It is June, the rainy season in Japan. One humid, uncomfortable day, Rinko receives a strange letter in an envelope inscribed: ‘Your Husband’s Secrets’. Inside she finds photos of herself masturbating.Rinko and Shigehiko live a comfortable and financially secure life, and have a peaceful, quiet marriage. Shigehiko is a workaholic and an obsessively clean person. He spends all his free time cleaning. At times Rinko feels her husband takes his obsessions too far. Nevertheless, she loves him dearly. He does not touch her, however, and because of his neurotic tendencies they do not share a bed. Since the arrival of the strange letter Rinko starts to feel uneasy and anxious. Even though they do not express their feelings toward each other in a carnal way, Rinko is satisfied with their life – thanks largely to her successful career. But her cosy, familiar life is about to come crashing down like a house of cards. Rinko becomes even more anxious when she receives a phone call from the man who sent the photographs.
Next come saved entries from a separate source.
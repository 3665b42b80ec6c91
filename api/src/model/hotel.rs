use kernel::model::{
    hotel::{Hotel, HotelWithRooms, Room},
    id::{HotelId, RoomId},
};
use serde::Serialize;

#[derive(Serialize)]
#[serde(rename_all = "camelCase")]
pub struct HotelResponse {
    pub id: HotelId,
    pub name: String,
    pub image: String,
}

impl From<Hotel> for HotelResponse {
    fn from(value: Hotel) -> Self {
        let Hotel {
            hotel_id,
            name,
            image,
        } = value;
        Self {
            id: hotel_id,
            name,
            image,
        }
    }
}

#[derive(Serialize)]
#[serde(rename_all = "camelCase")]
pub struct HotelWithRoomsResponse {
    pub id: HotelId,
    pub name: String,
    pub image: String,
    pub rooms: Vec<RoomResponse>,
}

impl From<HotelWithRooms> for HotelWithRoomsResponse {
    fn from(value: HotelWithRooms) -> Self {
        let HotelWithRooms { hotel, rooms } = value;
        Self {
            id: hotel.hotel_id,
            name: hotel.name,
            image: hotel.image,
            rooms: rooms.into_iter().map(RoomResponse::from).collect(),
        }
    }
}

#[derive(Serialize)]
#[serde(rename_all = "camelCase")]
pub struct RoomResponse {
    pub id: RoomId,
    pub hotel_id: HotelId,
    pub name: String,
    pub capacity: i32,
    pub occupancy: i32,
}

impl From<Room> for RoomResponse {
    fn from(value: Room) -> Self {
        let Room {
            room_id,
            hotel_id,
            name,
            capacity,
            occupancy,
        } = value;
        Self {
            id: room_id,
            hotel_id,
            name,
            capacity,
            occupancy,
        }
    }
}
Surprisingly, the man does not demand money. Instead he demands that she wears a very short mini skirt that barely covers her pants and that she buy a vibrator. At first she rejects the callers weird instructions. However, the man reveals that he already knows that Rinko has been secretly searching the internet to purchase a vibrator. Feeling compelled to obtain the embarrassing photo negative that the caller has of her, Rinko unwillingly complies with the man’s demands.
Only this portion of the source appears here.